Cell-mediated cytotoxicity is an important mechanism of tumor control (Melief 1992) and virus elimination (Zinkemagel and Rosenthal 1981) in vivo. Depending on the tumor target, the host has two complementary cytotoxic mechanisms at its disposal: cytotoxic T lymphocytes (CTL) and natural killer (NK) cells. NK cells are not antigen specific in the classical sense and can be activated within hours without specific priming. In contrast, CTLs are induced by specific peptides presented by major histocompatibility complex (MHC) class I molecules, are antigen-specific, and act efficiently as effector cells only after an induction and proliferation phase of 5–8 days.

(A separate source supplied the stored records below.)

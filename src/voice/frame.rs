//! Audio frames flowing through the capture and playback paths

/// Sample rate for microphone capture (16kHz for speech)
pub const CAPTURE_SAMPLE_RATE: u32 = 16000;

/// Sample rate of model audio responses
pub const PLAYBACK_SAMPLE_RATE: u32 = 24000;

/// Samples per capture window
pub const CAPTURE_FRAME_SIZE: usize = 4096;

/// A fixed-size mono window of microphone samples
#[derive(Debug, Clone, PartialEq)]
pub struct CaptureFrame {
    /// Production order within the session, starting at 0
    pub seq: u64,
    /// Samples in [-1.0, 1.0]
    pub samples: Vec<f32>,
}

impl CaptureFrame {
    /// Duration of the frame in seconds at the capture rate
    #[must_use]
    #[allow(clippy::cast_precision_loss)]
    pub fn duration(&self) -> f64 {
        self.samples.len() as f64 / f64::from(CAPTURE_SAMPLE_RATE)
    }
}

/// A decoded slice of the model's spoken response
///
/// Samples are stored planar: one `Vec` per channel, all the same length.
#[derive(Debug, Clone, PartialEq)]
pub struct PlaybackSegment {
    /// Sample rate in Hz
    pub sample_rate: u32,
    /// Per-channel sample data
    pub channels: Vec<Vec<f32>>,
}

impl PlaybackSegment {
    /// Build a mono segment
    #[must_use]
    pub fn mono(sample_rate: u32, samples: Vec<f32>) -> Self {
        Self {
            sample_rate,
            channels: vec![samples],
        }
    }

    /// Number of sample frames (samples per channel)
    #[must_use]
    pub fn frame_count(&self) -> usize {
        self.channels.first().map_or(0, Vec::len)
    }

    /// Number of channels
    #[must_use]
    pub fn channel_count(&self) -> usize {
        self.channels.len()
    }

    /// Duration in seconds
    #[must_use]
    #[allow(clippy::cast_precision_loss)]
    pub fn duration(&self) -> f64 {
        if self.sample_rate == 0 {
            return 0.0;
        }
        self.frame_count() as f64 / f64::from(self.sample_rate)
    }

    /// Mix all channels down to a single mono buffer
    #[must_use]
    #[allow(clippy::cast_precision_loss)]
    pub fn to_mono(&self) -> Vec<f32> {
        match self.channels.as_slice() {
            [] => Vec::new(),
            [only] => only.clone(),
            many => {
                let n = many.len() as f32;
                (0..self.frame_count())
                    .map(|i| many.iter().map(|ch| ch[i]).sum::<f32>() / n)
                    .collect()
            }
        }
    }
}
//! TOML configuration file loading
//!
//! Supports `~/.config/vocab-live/config.toml` as a persistent config source.
//! All fields are optional; the file is a partial overlay on top of defaults.

use std::path::{Path, PathBuf};

use serde::Deserialize;

/// Top-level TOML configuration file schema
#[derive(Debug, Default, Deserialize)]
pub struct TutorConfigFile {
    /// Live model stream configuration
    #[serde(default)]
    pub live: LiveFileConfig,

    /// Audio device configuration
    #[serde(default)]
    pub audio: AudioFileConfig,
}

/// Live model stream configuration
#[derive(Debug, Default, Deserialize)]
pub struct LiveFileConfig {
    /// Model identifier
    pub model: Option<String>,

    /// Prebuilt voice name (e.g. "Zephyr")
    pub voice: Option<String>,

    /// Tutoring system instruction
    pub system_instruction: Option<String>,

    /// Base endpoint, for reverse proxies
    pub endpoint: Option<String>,
}

/// Audio device configuration
#[derive(Debug, Default, Deserialize)]
pub struct AudioFileConfig {
    /// Samples per capture frame
    pub capture_frame_size: Option<usize>,

    /// Capture sample rate in Hz
    pub capture_sample_rate: Option<u32>,

    /// Playback sample rate in Hz
    pub playback_sample_rate: Option<u32>,

    /// Frames buffered while the stream is opening
    pub outbound_buffer_frames: Option<usize>,

    /// Analysis window for the visualizer tap
    pub fft_size: Option<usize>,
}

/// Load the TOML config file from the standard path
///
/// Returns `TutorConfigFile::default()` if the file doesn't exist or can't be parsed.
pub fn load_config_file() -> TutorConfigFile {
    config_file_path().map_or_else(TutorConfigFile::default, |path| load_from(&path))
}

/// Load a TOML config file from an explicit path
///
/// Missing or invalid files yield defaults with a warning.
pub fn load_from(path: &Path) -> TutorConfigFile {
    if !path.exists() {
        return TutorConfigFile::default();
    }

    match std::fs::read_to_string(path) {
        Ok(content) => match toml::from_str(&content) {
            Ok(config) => {
                tracing::info!(path = %path.display(), "loaded config file");
                config
            }
            Err(e) => {
                tracing::warn!(
                    path = %path.display(),
                    error = %e,
                    "failed to parse config file, using defaults"
                );
                TutorConfigFile::default()
            }
        },
        Err(e) => {
            tracing::warn!(
                path = %path.display(),
                error = %e,
                "failed to read config file"
            );
            TutorConfigFile::default()
        }
    }
}

/// Return the config file path: `~/.config/vocab-live/config.toml`
pub fn config_file_path() -> Option<PathBuf> {
    directories::BaseDirs::new().map(|d| d.config_dir().join("vocab-live").join("config.toml"))
}
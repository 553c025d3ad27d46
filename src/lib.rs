//! Vocab Live - Real-time voice tutor for vocabulary practice
//!
//! This library streams microphone audio to a live speech model and plays
//! its spoken replies back without gaps:
//! - PCM transport encoding and decoding
//! - Microphone capture and fixed-size framing
//! - Live model stream transport
//! - Gapless playback scheduling with barge-in flush
//!
//! # Architecture
//!
//! ```text
//! ┌─────────────────────────────────────────────────────┐
//! │                 SessionController                    │
//! │   connect  │  step  │  disconnect  │  status        │
//! └──────┬──────────────────────┬───────────────────────┘
//!        │ capture              │ playback
//! ┌──────▼──────────┐    ┌──────▼──────────────────────┐
//! │ mic → framer →  │    │ delta → decode → scheduler  │
//! │ encode → FIFO   │    │ → output device → analyser  │
//! └──────┬──────────┘    └──────▲──────────────────────┘
//!        │                      │
//! ┌──────▼──────────────────────┴───────────────────────┐
//! │               Live model stream (WebSocket)          │
//! └─────────────────────────────────────────────────────┘
//! ```

pub mod config;
pub mod credentials;
pub mod db;
pub mod error;
pub mod live;
pub mod session;
pub mod setup;
pub mod voice;

pub use config::Config;
pub use credentials::{
    Credential, CredentialResolver, SettingsCredentialResolver, StaticCredentialResolver,
};
pub use db::DbPool;
pub use error::{Error, Result};
pub use session::{ConnectionState, SessionController, SessionStatus, wait_closed};
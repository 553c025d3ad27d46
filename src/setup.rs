//! Interactive first-run setup wizard (`tutor setup`)

use std::path::{Path, PathBuf};

use dialoguer::{Confirm, Input, Select};

use crate::config::file::{AudioFileConfig, LiveFileConfig, TutorConfigFile};
use crate::config::{DEFAULT_ENDPOINT, DEFAULT_MODEL, DEFAULT_VOICE};
use crate::db::{SettingsRepo, mask_key};

/// Prebuilt voices offered by the wizard
const VOICES: [&str; 5] = ["Zephyr", "Puck", "Charon", "Kore", "Fenrir"];

/// Run the interactive setup wizard
///
/// # Errors
///
/// Returns error if user input fails or config cannot be written
pub fn run_setup(settings: &SettingsRepo) -> anyhow::Result<()> {
    println!("Vocabulary Tutor Setup\n");

    // Load existing config if present
    let existing = crate::config::file::load_config_file();
    let config_path = crate::config::file::config_file_path()
        .unwrap_or_else(|| PathBuf::from("~/.config/vocab-live/config.toml"));

    if config_path.exists() {
        println!("Existing config found at {}\n", config_path.display());
    }

    // 1. API key
    let stored = settings.get()?;
    let existing_key = stored.as_ref().and_then(|s| s.api_key.clone());

    let prompt = existing_key.as_deref().map_or_else(
        || "Gemini API key (GEMINI_API_KEY)".to_string(),
        |k| format!("Gemini API key (current: {}, leave blank to keep)", mask_key(k)),
    );

    let api_key_input: String = Input::new()
        .with_prompt(&prompt)
        .allow_empty(true)
        .interact_text()?;

    let api_key = if api_key_input.trim().is_empty() {
        existing_key
    } else {
        Some(api_key_input.trim().to_string())
    };

    // 2. Endpoint override
    let existing_endpoint = stored.and_then(|s| s.api_endpoint);
    let use_proxy = Confirm::new()
        .with_prompt("Connect through a custom endpoint or proxy?")
        .default(existing_endpoint.is_some())
        .interact()?;

    let api_endpoint = if use_proxy {
        let endpoint: String = Input::new()
            .with_prompt("Endpoint URL")
            .default(
                existing_endpoint
                    .unwrap_or_else(|| DEFAULT_ENDPOINT.to_string()),
            )
            .interact_text()?;
        Some(endpoint)
    } else {
        None
    };

    match api_key {
        Some(ref key) => {
            settings.save(key, api_endpoint.as_deref())?;
        }
        None => println!("No API key saved; set GEMINI_API_KEY before starting a session."),
    }

    // 3. Voice
    let default_voice = existing
        .live
        .voice
        .as_deref()
        .and_then(|v| VOICES.iter().position(|&l| l.eq_ignore_ascii_case(v)))
        .unwrap_or(0);

    let voice_idx = Select::new()
        .with_prompt("Select the tutor's voice")
        .items(&VOICES)
        .default(default_voice)
        .interact()?;

    // 4. Model
    let model: String = Input::new()
        .with_prompt("Live model")
        .default(
            existing
                .live
                .model
                .clone()
                .unwrap_or_else(|| DEFAULT_MODEL.to_string()),
        )
        .interact_text()?;

    // 5. Build and write config
    let voice = VOICES[voice_idx];
    let config_file = TutorConfigFile {
        live: LiveFileConfig {
            model: (model != DEFAULT_MODEL).then_some(model),
            voice: (voice != DEFAULT_VOICE).then(|| voice.to_string()),
            system_instruction: existing.live.system_instruction,
            endpoint: existing.live.endpoint,
        },
        audio: existing.audio,
    };

    write_config(&config_path, &config_file)?;
    println!("\nConfig written to {}", config_path.display());

    println!("\nSetup complete! Run `tutor -v` to start a session.");

    Ok(())
}

/// Serialize and write the config file
fn write_config(path: &Path, config: &TutorConfigFile) -> anyhow::Result<()> {
    // Ensure parent directory exists
    if let Some(parent) = path.parent() {
        std::fs::create_dir_all(parent)?;
    }

    std::fs::write(path, serialize_config(config))?;

    Ok(())
}

fn quoted(value: &str) -> String {
    toml::Value::String(value.to_string()).to_string()
}

/// Serialize config to a readable TOML string
fn serialize_config(config: &TutorConfigFile) -> String {
    let mut out = String::new();

    // [live]
    let lv = &config.live;
    let live: Vec<(&str, &Option<String>)> = vec![
        ("model", &lv.model),
        ("voice", &lv.voice),
        ("system_instruction", &lv.system_instruction),
        ("endpoint", &lv.endpoint),
    ];
    if live.iter().any(|(_, v)| v.is_some()) {
        out.push_str("[live]\n");
        for (key, val) in live {
            if let Some(v) = val {
                out.push_str(&format!("{key} = {}\n", quoted(v)));
            }
        }
        out.push('\n');
    }

    // [audio]
    let au: &AudioFileConfig = &config.audio;
    let audio: [(&str, Option<u64>); 5] = [
        ("capture_frame_size", au.capture_frame_size.and_then(|v| u64::try_from(v).ok())),
        ("capture_sample_rate", au.capture_sample_rate.map(u64::from)),
        ("playback_sample_rate", au.playback_sample_rate.map(u64::from)),
        ("outbound_buffer_frames", au.outbound_buffer_frames.and_then(|v| u64::try_from(v).ok())),
        ("fft_size", au.fft_size.and_then(|v| u64::try_from(v).ok())),
    ];
    if audio.iter().any(|(_, v)| v.is_some()) {
        out.push_str("[audio]\n");
        for (key, val) in audio {
            if let Some(v) = val {
                out.push_str(&format!("{key} = {v}\n"));
            }
        }
        out.push('\n');
    }

    out
}
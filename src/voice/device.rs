//! Audio backend seam between the session and real hardware
//!
//! The session only talks to these traits, so the capture and playback
//! paths can run against in-memory fakes in tests.

use tokio::sync::mpsc;

use super::analyser::AnalyserTap;
use super::frame::CaptureFrame;
use super::scheduler::{PlaybackQueueEntry, SegmentId};
use crate::Result;

/// An open playback context with its own sample clock
pub trait PlaybackSink {
    /// Current time of the output clock in seconds
    fn current_time(&self) -> f64;

    /// Start an entry at its scheduled time
    ///
    /// When the entry finishes naturally its id is sent on the `ended`
    /// channel given at open time. Stopped entries are never reported.
    ///
    /// # Errors
    ///
    /// Returns error if the output device rejects the segment
    fn start(&mut self, entry: &PlaybackQueueEntry) -> Result<()>;

    /// Stop an entry immediately, even mid-playback
    fn stop(&mut self, id: SegmentId);

    /// Analysis tap on the mixed output
    fn analyser(&self) -> AnalyserTap;

    /// Release the output device
    fn close(&mut self);
}

/// An open microphone stream and its capture context
pub trait CaptureStream {
    /// Stop capture and release the microphone
    fn close(&mut self);
}

/// Factory for capture and playback contexts
pub trait AudioBackend {
    /// Open a playback context
    ///
    /// # Errors
    ///
    /// Returns `Audio` if no suitable output device is available
    fn open_output(
        &self,
        sample_rate: u32,
        fft_size: usize,
        ended: mpsc::UnboundedSender<SegmentId>,
    ) -> Result<Box<dyn PlaybackSink>>;

    /// Open the microphone, delivering fixed-size frames in capture order
    ///
    /// # Errors
    ///
    /// Returns `PermissionDenied` if microphone access is refused
    fn open_input(
        &self,
        sample_rate: u32,
        frame_size: usize,
        frames: mpsc::UnboundedSender<CaptureFrame>,
    ) -> Result<Box<dyn CaptureStream>>;
}

/// Backend for the host's default input and output devices
#[derive(Debug, Default, Clone, Copy)]
pub struct CpalBackend;

impl AudioBackend for CpalBackend {
    fn open_output(
        &self,
        sample_rate: u32,
        fft_size: usize,
        ended: mpsc::UnboundedSender<SegmentId>,
    ) -> Result<Box<dyn PlaybackSink>> {
        let playback = super::playback::AudioPlayback::open(sample_rate, fft_size, ended)?;
        Ok(Box::new(playback))
    }

    fn open_input(
        &self,
        sample_rate: u32,
        frame_size: usize,
        frames: mpsc::UnboundedSender<CaptureFrame>,
    ) -> Result<Box<dyn CaptureStream>> {
        let capture = super::capture::AudioCapture::open(sample_rate, frame_size, frames)?;
        Ok(Box::new(capture))
    }
}
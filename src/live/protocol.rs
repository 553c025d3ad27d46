//! Wire messages for the bidirectional live model stream

use serde::{Deserialize, Serialize};

use crate::voice::EncodedChunk;

/// Parameters sent once when the stream opens
#[derive(Debug, Clone, PartialEq, Eq)]
pub struct SessionSetup {
    /// Model identifier, with or without the `models/` prefix
    pub model: String,
    /// Prebuilt voice name
    pub voice: String,
    /// Tutoring behaviour instruction
    pub system_instruction: String,
}

impl SessionSetup {
    /// Build the opening `setup` message
    #[must_use]
    pub fn to_message(&self) -> ClientMessage {
        let model = if self.model.starts_with("models/") {
            self.model.clone()
        } else {
            format!("models/{}", self.model)
        };

        ClientMessage::Setup(Setup {
            model,
            generation_config: GenerationConfig {
                response_modalities: vec![Modality::Audio],
                speech_config: SpeechConfig {
                    voice_config: VoiceConfig {
                        prebuilt_voice_config: PrebuiltVoiceConfig {
                            voice_name: self.voice.clone(),
                        },
                    },
                },
            },
            system_instruction: Content {
                parts: vec![Part {
                    text: Some(self.system_instruction.clone()),
                    inline_data: None,
                }],
            },
        })
    }
}

/// Messages sent to the model
#[derive(Debug, Clone, Serialize)]
#[serde(rename_all = "camelCase")]
pub enum ClientMessage {
    /// Session configuration, first message only
    Setup(Setup),
    /// Streaming microphone audio
    RealtimeInput(RealtimeInput),
}

impl ClientMessage {
    /// Wrap one encoded capture chunk
    #[must_use]
    pub fn media(chunk: &EncodedChunk) -> Self {
        Self::RealtimeInput(RealtimeInput {
            media_chunks: vec![chunk.clone()],
        })
    }
}

#[derive(Debug, Clone, Serialize)]
#[serde(rename_all = "camelCase")]
pub struct Setup {
    pub model: String,
    pub generation_config: GenerationConfig,
    pub system_instruction: Content,
}

#[derive(Debug, Clone, Serialize)]
#[serde(rename_all = "camelCase")]
pub struct GenerationConfig {
    pub response_modalities: Vec<Modality>,
    pub speech_config: SpeechConfig,
}

/// Output modality requested from the model
#[derive(Debug, Clone, Copy, PartialEq, Eq, Serialize)]
#[serde(rename_all = "UPPERCASE")]
pub enum Modality {
    Audio,
}

#[derive(Debug, Clone, Serialize)]
#[serde(rename_all = "camelCase")]
pub struct SpeechConfig {
    pub voice_config: VoiceConfig,
}

#[derive(Debug, Clone, Serialize)]
#[serde(rename_all = "camelCase")]
pub struct VoiceConfig {
    pub prebuilt_voice_config: PrebuiltVoiceConfig,
}

#[derive(Debug, Clone, Serialize)]
#[serde(rename_all = "camelCase")]
pub struct PrebuiltVoiceConfig {
    pub voice_name: String,
}

#[derive(Debug, Clone, Serialize)]
#[serde(rename_all = "camelCase")]
pub struct RealtimeInput {
    pub media_chunks: Vec<EncodedChunk>,
}

#[derive(Debug, Clone, Default, Serialize, Deserialize)]
#[serde(rename_all = "camelCase")]
pub struct Content {
    #[serde(default)]
    pub parts: Vec<Part>,
}

#[derive(Debug, Clone, Default, Serialize, Deserialize)]
#[serde(rename_all = "camelCase")]
pub struct Part {
    #[serde(default, skip_serializing_if = "Option::is_none")]
    pub text: Option<String>,
    #[serde(default, skip_serializing_if = "Option::is_none")]
    pub inline_data: Option<InlineData>,
}

#[derive(Debug, Clone, Serialize, Deserialize)]
#[serde(rename_all = "camelCase")]
pub struct InlineData {
    #[serde(default)]
    pub mime_type: Option<String>,
    pub data: String,
}

/// Raw message received from the model
#[derive(Debug, Clone, Default, Deserialize)]
#[serde(rename_all = "camelCase")]
pub struct ServerMessage {
    #[serde(default)]
    pub setup_complete: Option<serde_json::Value>,
    #[serde(default)]
    pub server_content: Option<ServerContent>,
    #[serde(default)]
    pub go_away: Option<serde_json::Value>,
}

#[derive(Debug, Clone, Default, Deserialize)]
#[serde(rename_all = "camelCase")]
pub struct ServerContent {
    #[serde(default)]
    pub model_turn: Option<Content>,
    #[serde(default)]
    pub interrupted: bool,
    #[serde(default)]
    pub turn_complete: bool,
}

/// Inbound events after decoding a server message
#[derive(Debug, Clone, PartialEq, Eq)]
pub enum ServerEvent {
    /// The model acknowledged the setup; the stream is open
    SetupComplete,
    /// Base64 24kHz PCM continuing the spoken response
    AudioDelta(String),
    /// The user barged in; discard all queued output
    Interrupted,
    /// The model finished its turn
    TurnComplete,
    /// The stream ended cleanly
    Closed { reason: Option<String> },
    /// The stream failed
    Error(String),
}

impl ServerMessage {
    /// Parse a JSON text frame
    ///
    /// # Errors
    ///
    /// Returns error if the frame is not valid JSON for a server message
    pub fn parse(text: &str) -> serde_json::Result<Self> {
        serde_json::from_str(text)
    }

    /// Flatten into events: audio deltas in part order, then the interrupt
    #[must_use]
    pub fn into_events(self) -> Vec<ServerEvent> {
        let mut events = Vec::new();

        if self.setup_complete.is_some() {
            events.push(ServerEvent::SetupComplete);
        }

        if let Some(content) = self.server_content {
            let parts = content.model_turn.map(|t| t.parts).unwrap_or_default();
            events.extend(
                parts
                    .into_iter()
                    .filter_map(|p| p.inline_data)
                    .map(|d| ServerEvent::AudioDelta(d.data)),
            );
            if content.interrupted {
                events.push(ServerEvent::Interrupted);
            }
            if content.turn_complete {
                events.push(ServerEvent::TurnComplete);
            }
        }

        if let Some(go_away) = self.go_away {
            tracing::warn!(detail = %go_away, "server announced imminent disconnect");
        }

        events
    }
}
//! Live model stream: wire protocol, transport, and pre-open buffering

mod outbound;
pub mod protocol;
mod transport;

pub use outbound::OutboundQueue;
pub use protocol::{ClientMessage, ServerEvent, ServerMessage, SessionSetup};
pub use transport::{ConnectParams, Connector, Transport, WsConnector, WsTransport, stream_url};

A tumor or an infected cell can prime acquired immunity if it presents tumor-specific peptides in the context of MHC class I and/or class II molecules to CD8+ or CD4+ T cells, respectively (Melief 1992; van Pel et al. 1995). Under selective pressure, however, tumors may escape immune surveillance by variants that lack MHC class I and/or II molecules (Schrier et al. 1983; Smith et al. 1989; Uyttenhove et al. 1983), and some of these tumors have been shown to be controlled efficiently by NK cells in vivo (Karre et al. 1986, 1995). In addition, some viruses have been shown to use similar strategies to avoid immunological control: herpes simplex virus types 1 and 2 (Hill et al. 1994) and murine cytomegalovirus (del Val et al. 1992) downregulate MHC class I molecules upon infection, leaving only NK cells as effectors of cell-mediated cytotoxicity.